Le procès est ponctué d'extraits d'une émission de fiction “; You Decide The Verdict, ”; une série juridique animée par le spécialiste Barry Polk (Corbin Bernsen) qui raconte utilement exactement ce que nous venons de regarder comme s'il s'agissait d'un événement sportif avec un score en constante évolution. Il parle à deux “; experts, ”; dont l'un s'appelle Tony “; The Hip ”; Anzaldo et est joué par un look nettement inconfortable Tom Sizemore. Sizemore, qui a pris une multitude de décisions de carrière douteuses dans la mémoire récente, fait de son mieux pour passer à travers ses lignes dans un speed-marmonnement, désespéré de les faire sortir, dans ce qui était probablement une seule journée de tournage.

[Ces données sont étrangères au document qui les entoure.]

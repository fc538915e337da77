//! Agent runtime loop: orchestrates LLM streaming + tool calling.

use std::sync::Arc;
use std::time::Instant;

use chrono::Utc;
use serde_json::json;
use tokio::sync::mpsc;
use tokio_stream::StreamExt;
use tracing::{debug, error, info, warn};

use hot_topic_core::config::Config;
use hot_topic_core::session::{Conversation, TranscriptEntry, Usage};
use hot_topic_core::types::ContentBlock;
use hot_topic_providers::{CompletionRequest, Credentials, LlmProvider, ToolDefinition};
use hot_topic_tools::{ToolContext, ToolOutput, ToolRegistry};

use crate::{AgentErrorKind, AgentEvent, AgentRunError, AgentRunMeta, AgentRunResult};

/// Per-run model parameters.
#[derive(Debug, Clone)]
pub struct AgentSettings {
    pub model: String,
    pub max_tokens: u32,
    pub temperature: Option<f64>,
    pub max_iterations: u32,
    pub system_prompt: String,
}

impl AgentSettings {
    pub fn from_config(config: &Config, system_prompt: String) -> Self {
        Self {
            model: config.agent_model(),
            max_tokens: config.max_tokens(),
            temperature: config.temperature(),
            max_iterations: config.max_tool_iterations(),
            system_prompt,
        }
    }
}

struct RunCounters {
    start: Instant,
    input_tokens: u64,
    output_tokens: u64,
    tool_calls: u32,
    iterations: u32,
}

impl RunCounters {
    fn finish(
        &self,
        text: Option<String>,
        stop_reason: Option<String>,
        error: Option<AgentRunError>,
    ) -> AgentRunResult {
        AgentRunResult {
            text,
            meta: AgentRunMeta {
                duration_ms: self.start.elapsed().as_millis() as u64,
                input_tokens: self.input_tokens,
                output_tokens: self.output_tokens,
                tool_calls: self.tool_calls,
                iterations: self.iterations,
                stop_reason,
                error,
            },
        }
    }
}

fn provider_failure(
    counters: &RunCounters,
    event_tx: &mpsc::UnboundedSender<AgentEvent>,
    message: String,
) -> AgentRunResult {
    let _ = event_tx.send(AgentEvent::Error {
        kind: "provider_error".into(),
        message: message.clone(),
    });
    counters.finish(
        None,
        None,
        Some(AgentRunError {
            kind: AgentErrorKind::ProviderError,
            message,
        }),
    )
}

/// Run the agent loop: stream LLM, execute tools, emit events.
#[allow(clippy::too_many_arguments)]
pub async fn run_agent(
    conversation: &mut Conversation,
    prompt: &str,
    settings: &AgentSettings,
    run_id: &str,
    config: &Arc<Config>,
    tools: &ToolRegistry,
    provider: &dyn LlmProvider,
    credentials: &Credentials,
    event_tx: mpsc::UnboundedSender<AgentEvent>,
) -> anyhow::Result<AgentRunResult> {
    let mut counters = RunCounters {
        start: Instant::now(),
        input_tokens: 0,
        output_tokens: 0,
        tool_calls: 0,
        iterations: 0,
    };

    conversation.push_user_text(prompt);

    let tool_defs = if tools.is_empty() {
        None
    } else {
        let definitions: Vec<ToolDefinition> = tools
            .tools()
            .iter()
            .map(|t| ToolDefinition {
                name: t.name().to_string(),
                description: t.description().to_string(),
                parameters_schema: t.parameters_schema(),
            })
            .collect();
        Some(provider.format_tools(&definitions))
    };

    let tool_context = ToolContext::new(run_id, config.clone());

    for iteration in 0..settings.max_iterations {
        counters.iterations = iteration + 1;
        debug!(run_id, iteration, "Agent loop iteration");

        let request = CompletionRequest {
            model: settings.model.clone(),
            messages: provider.format_messages(&conversation.transcript),
            max_tokens: settings.max_tokens,
            temperature: settings.temperature,
            tools: tool_defs.clone(),
            system: Some(settings.system_prompt.clone()),
        };

        let stream = match provider.stream(&request, credentials).await {
            Ok(s) => s,
            Err(e) => {
                error!(run_id, %e, "Provider stream error");
                return Ok(provider_failure(&counters, &event_tx, e.to_string()));
            }
        };

        let mut stream = std::pin::pin!(stream);
        let mut response_text = String::new();
        let mut tool_uses: Vec<(String, String, serde_json::Value)> = Vec::new(); // (id, name, input)
        let mut stop_reason = None;

        while let Some(chunk_result) = stream.next().await {
            let chunk = match chunk_result {
                Ok(chunk) => chunk,
                Err(e) => {
                    error!(run_id, %e, "Stream chunk error");
                    return Ok(provider_failure(&counters, &event_tx, e.to_string()));
                }
            };

            if let Some(delta) = chunk.delta {
                response_text.push_str(&delta);
                let _ = event_tx.send(AgentEvent::PartialReply { delta });
            }

            if let Some(tool_use) = chunk.tool_use {
                let input: serde_json::Value =
                    serde_json::from_str(&tool_use.input_json).unwrap_or(json!({}));
                tool_uses.push((tool_use.id, tool_use.name, input));
            }

            if let Some(usage) = chunk.usage {
                if let Some(inp) = usage.input_tokens {
                    counters.input_tokens += inp;
                }
                if let Some(out) = usage.output_tokens {
                    counters.output_tokens += out;
                }
            }

            if chunk.stop_reason.is_some() {
                stop_reason = chunk.stop_reason;
            }
        }

        let mut assistant_content: Vec<ContentBlock> = Vec::new();
        if !response_text.is_empty() {
            assistant_content.push(ContentBlock::Text {
                text: response_text.clone(),
            });
        }
        for (id, name, input) in &tool_uses {
            assistant_content.push(ContentBlock::ToolUse {
                id: id.clone(),
                name: name.clone(),
                input: input.clone(),
            });
        }

        conversation.append(TranscriptEntry::Assistant {
            content: assistant_content,
            usage: Some(Usage {
                input_tokens: counters.input_tokens,
                output_tokens: counters.output_tokens,
            }),
            timestamp: Utc::now(),
        });

        let _ = event_tx.send(AgentEvent::Usage {
            input_tokens: counters.input_tokens,
            output_tokens: counters.output_tokens,
        });

        let is_tool_use = stop_reason
            .as_deref()
            .is_some_and(|r| provider.is_tool_use_stop(r));

        if !is_tool_use || tool_uses.is_empty() {
            let _ = event_tx.send(AgentEvent::BlockReply {
                text: response_text.clone(),
                is_final: true,
            });
            let text = Some(response_text).filter(|t| !t.trim().is_empty());
            return Ok(counters.finish(text, stop_reason, None));
        }

        for (id, name, input) in tool_uses {
            counters.tool_calls += 1;
            info!(run_id, tool = %name, "Executing tool");
            let _ = event_tx.send(AgentEvent::ToolCall {
                tool: name.clone(),
                params: input.clone(),
            });

            let tool_output = match tools.get(&name) {
                Some(tool) => match tool.execute(input, &tool_context).await {
                    Ok(output) => output,
                    Err(e) => {
                        warn!(run_id, %e, tool = %name, "Tool execution error");
                        ToolOutput {
                            content: format!("Tool error: {e}"),
                            is_error: true,
                        }
                    }
                },
                None => ToolOutput {
                    content: format!("Unknown tool: {name}"),
                    is_error: true,
                },
            };

            let _ = event_tx.send(AgentEvent::ToolResult {
                tool: name.clone(),
                content: tool_output.content.clone(),
                is_error: tool_output.is_error,
            });

            conversation.append(TranscriptEntry::ToolResult {
                tool_use_id: id,
                tool: name,
                content: tool_output.content,
                is_error: tool_output.is_error,
                timestamp: Utc::now(),
            });
        }
    }

    warn!(run_id, max_iterations = settings.max_iterations, "Agent hit the tool iteration limit");
    let message = format!(
        "no final answer after {} tool iterations",
        settings.max_iterations
    );
    let _ = event_tx.send(AgentEvent::Error {
        kind: "iteration_limit".into(),
        message: message.clone(),
    });
    Ok(counters.finish(
        None,
        None,
        Some(AgentRunError {
            kind: AgentErrorKind::IterationLimit,
            message,
        }),
    ))
}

L'idée de poursuivre Satan devant les tribunaux est amusante et ouvre une boîte de possibilités de Pandore. Mais “; poursuivre le diable ”; est étonnamment simple d'esprit, comme lorsque O. Brien met un dirigeant pétrolier sur le stand et le châtie d'être capitaliste et athée, comme si le bien et le mal avaient une quelconque incidence sur la libre entreprise de cet homme. Les idées derrière le film sont ridiculement primitives, et il est surprenant de voir un acteur du calibre de McDowell s'y imprégner. Au point où Satan commence à prendre le crédit pour le rap gangsta, il est clair que l'ignorance qui anime ce film est dangereuse à la limite. Il prétend que c'est une comédie quand un avocat déclamait comme Jim Carrey devant des figurants obligés de rire comme sous la menace d'une arme à feu, puis se déclare un drame quand O ’; Brien doit répondre à un assassinat de personnage prétendant qu'il a utilisé un mot maudit une fois. Bref, c'est gênant à presque tous les niveaux, mal écrit, tourné, marqué et édité et dépourvu d'une seule idée, intéressante ou non. [F]

'Suing The Devil' est maintenant disponible en VOD.